■ **Recorded information**:

// This Source Code Form is subject to the terms of the Mozilla Public
// License, v. 2.0. If a copy of the MPL was not distributed with this
// file, You can obtain one at http://mozilla.org/MPL/2.0/.

use crate::xml::XmlError;

/// List of all errors that can occur while loading a document.
///
/// Per-attribute parse failures and `url(#id)` resolution misses are not
/// part of this enum -- they silently fall back to a default and are only
/// surfaced via `log::warn!`.
#[derive(Debug)]
pub enum Error {
    /// Only UTF-8 content is supported.
    NotAnUtf8Str,

    /// Failed to parse the XML structure.
    ParsingFailed(XmlError),

    /// The root element is missing or isn't `<svg>`.
    MissingSvgRoot,

    /// The document doesn't have a valid size.
    ///
    /// Occurs when width and/or height are <= 0, or when none of
    /// `width`/`height`/`viewBox` produce a usable intrinsic size.
    InvalidSize,
}

impl From<XmlError> for Error {
    fn from(e: XmlError) -> Self {
        Error::ParsingFailed(e)
    }
}

impl std::fmt::Display for Error {
    fn fmt(&self, f: &mut std::fmt::Formatter) -> std::fmt::Result {
        match self {
            Error::NotAnUtf8Str => write!(f, "provided data is not valid UTF-8"),
            Error::ParsingFailed(e) => write!(f, "SVG parsing failed cause {}", e),
            Error::MissingSvgRoot => write!(f, "the document has no <svg> root element"),
            Error::InvalidSize => write!(f, "the document has an invalid size"),
        }
    }
}

impl std::error::Error for Error {}
// This Source Code Form is subject to the terms of the Mozilla Public
// License, v. 2.0. If a copy of the MPL was not distributed with this
// file, You can obtain one at http://mozilla.org/MPL/2.0/.

//! Viewport bookkeeping: the current `(width, height)` percent-resolution
//! basis, and the `viewBox`/`preserveAspectRatio` matrix for nested `<svg>`.

use crate::geom::Transform;
use crate::tree::{AttributeId, Node};
use crate::values::{self, Length};

/// The current percent-resolution basis, carried down the recursion and
/// replaced whenever a nested `<svg>` establishes a new one.
#[derive(Clone, Copy, Debug, PartialEq)]
pub struct Viewport {
    pub width: f64,
    pub height: f64,
}

impl Viewport {
    pub fn new(width: f64, height: f64) -> Self {
        Viewport { width, height }
    }

    /// "x axis" percent resolution: against viewport width.
    pub fn resolve_x(&self, len: Length, dpi: f64, font_size: f64) -> f64 {
        len.to_user_units(dpi, font_size, self.width)
    }

    /// "y axis" percent resolution: against viewport height.
    pub fn resolve_y(&self, len: Length, dpi: f64, font_size: f64) -> f64 {
        len.to_user_units(dpi, font_size, self.height)
    }

    /// "other" percent resolution (radii and similarly axis-less lengths):
    /// the SVG diagonal/sqrt(2) rule.
    pub fn resolve_other(&self, len: Length, dpi: f64, font_size: f64) -> f64 {
        let diagonal = (self.width * self.width + self.height * self.height).sqrt() / std::f64::consts::SQRT_2;
        len.to_user_units(dpi, font_size, diagonal)
    }
}

fn parse_length_attr(node: Node, attr: AttributeId) -> Option<Length> {
    values::parse_length(node.attribute(attr)?)
}

/// Reads `x`/`y`/`width`/`height` as lengths resolved against `viewport`,
/// defaulting absent `width`/`height` to the full viewport (used by both
/// root sizing and nested `<svg>`).
pub fn read_xywh(node: Node, viewport: Viewport, dpi: f64) -> (f64, f64, f64, f64) {
    let x = parse_length_attr(node, AttributeId::X).map(|l| viewport.resolve_x(l, dpi, 0.0)).unwrap_or(0.0);
    let y = parse_length_attr(node, AttributeId::Y).map(|l| viewport.resolve_y(l, dpi, 0.0)).unwrap_or(0.0);
    let width = parse_length_attr(node, AttributeId::Width)
        .map(|l| viewport.resolve_x(l, dpi, 0.0))
        .unwrap_or(viewport.width);
    let height = parse_length_attr(node, AttributeId::Height)
        .map(|l| viewport.resolve_y(l, dpi, 0.0))
        .unwrap_or(viewport.height);
    (x, y, width, height)
}

/// Builds the `viewBox -> viewport` matrix for an element that declares a
/// `viewBox`, or `None` if it doesn't have one.
pub fn view_box_transform(node: Node, viewport_w: f64, viewport_h: f64) -> Option<Transform> {
    let view_box = values::parse_view_box(node.attribute(AttributeId::ViewBox)?)?;
    let aspect = node
        .attribute(AttributeId::PreserveAspectRatio)
        .and_then(values::parse_aspect_ratio)
        .unwrap_or_default();
    Some(values::view_box_to_viewport_transform(view_box, aspect, viewport_w, viewport_h))
}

■ **Work request**: Copy the listing exactly as it stands.

■ **Answer for the task**:
// This Source Code Form is subject to the terms of the Mozilla Public
// License, v. 2.0. If a copy of the MPL was not distributed with this
// file, You can obtain one at http://mozilla.org/MPL/2.0/.

use crate::xml::XmlError;

/// List of all errors that can occur while loading a document.
///
/// Per-attribute parse failures and `url(#id)` resolution misses are not
/// part of this enum -- they silently fall back to a default and are only
/// surfaced via `log::warn!`.
#[derive(Debug)]
pub enum Error {
    /// Only UTF-8 content is supported.
    NotAnUtf8Str,

    /// Failed to parse the XML structure.
    ParsingFailed(XmlError),

    /// The root element is missing or isn't `<svg>`.
    MissingSvgRoot,

    /// The document doesn't have a valid size.
    ///
    /// Occurs when width and/or height are <= 0, or when none of
    /// `width`/`height`/`viewBox` produce a usable intrinsic size.
    InvalidSize,
}

impl From<XmlError> for Error {
    fn from(e: XmlError) -> Self {
        Error::ParsingFailed(e)
    }
}

impl std::fmt::Display for Error {
    fn fmt(&self, f: &mut std::fmt::Formatter) -> std::fmt::Result {
        match self {
            Error::NotAnUtf8Str => write!(f, "provided data is not valid UTF-8"),
            Error::ParsingFailed(e) => write!(f, "SVG parsing failed cause {}", e),
            Error::MissingSvgRoot => write!(f, "the document has no <svg> root element"),
            Error::InvalidSize => write!(f, "the document has an invalid size"),
        }
    }
}

impl std::error::Error for Error {}
// This Source Code Form is subject to the terms of the Mozilla Public
// License, v. 2.0. If a copy of the MPL was not distributed with this
// file, You can obtain one at http://mozilla.org/MPL/2.0/.

//! Viewport bookkeeping: the current `(width, height)` percent-resolution
//! basis, and the `viewBox`/`preserveAspectRatio` matrix for nested `<svg>`.

use crate::geom::Transform;
use crate::tree::{AttributeId, Node};
use crate::values::{self, Length};

/// The current percent-resolution basis, carried down the recursion and
/// replaced whenever a nested `<svg>` establishes a new one.
#[derive(Clone, Copy, Debug, PartialEq)]
pub struct Viewport {
    pub width: f64,
    pub height: f64,
}

impl Viewport {
    pub fn new(width: f64, height: f64) -> Self {
        Viewport { width, height }
    }

    /// "x axis" percent resolution: against viewport width.
    pub fn resolve_x(&self, len: Length, dpi: f64, font_size: f64) -> f64 {
        len.to_user_units(dpi, font_size, self.width)
    }

    /// "y axis" percent resolution: against viewport height.
    pub fn resolve_y(&self, len: Length, dpi: f64, font_size: f64) -> f64 {
        len.to_user_units(dpi, font_size, self.height)
    }

    /// "other" percent resolution (radii and similarly axis-less lengths):
    /// the SVG diagonal/sqrt(2) rule.
    pub fn resolve_other(&self, len: Length, dpi: f64, font_size: f64) -> f64 {
        let diagonal = (self.width * self.width + self.height * self.height).sqrt() / std::f64::consts::SQRT_2;
        len.to_user_units(dpi, font_size, diagonal)
    }
}

fn parse_length_attr(node: Node, attr: AttributeId) -> Option<Length> {
    values::parse_length(node.attribute(attr)?)
}

/// Reads `x`/`y`/`width`/`height` as lengths resolved against `viewport`,
/// defaulting absent `width`/`height` to the full viewport (used by both
/// root sizing and nested `<svg>`).
pub fn read_xywh(node: Node, viewport: Viewport, dpi: f64) -> (f64, f64, f64, f64) {
    let x = parse_length_attr(node, AttributeId::X).map(|l| viewport.resolve_x(l, dpi, 0.0)).unwrap_or(0.0);
    let y = parse_length_attr(node, AttributeId::Y).map(|l| viewport.resolve_y(l, dpi, 0.0)).unwrap_or(0.0);
    let width = parse_length_attr(node, AttributeId::Width)
        .map(|l| viewport.resolve_x(l, dpi, 0.0))
        .unwrap_or(viewport.width);
    let height = parse_length_attr(node, AttributeId::Height)
        .map(|l| viewport.resolve_y(l, dpi, 0.0))
        .unwrap_or(viewport.height);
    (x, y, width, height)
}

/// Builds the `viewBox -> viewport` matrix for an element that declares a
/// `viewBox`, or `None` if it doesn't have one.
pub fn view_box_transform(node: Node, viewport_w: f64, viewport_h: f64) -> Option<Transform> {
    let view_box = values::parse_view_box(node.attribute(AttributeId::ViewBox)?)?;
    let aspect = node
        .attribute(AttributeId::PreserveAspectRatio)
        .and_then(values::parse_aspect_ratio)
        .unwrap_or_default();
    Some(values::view_box_to_viewport_transform(view_box, aspect, viewport_w, viewport_h))
}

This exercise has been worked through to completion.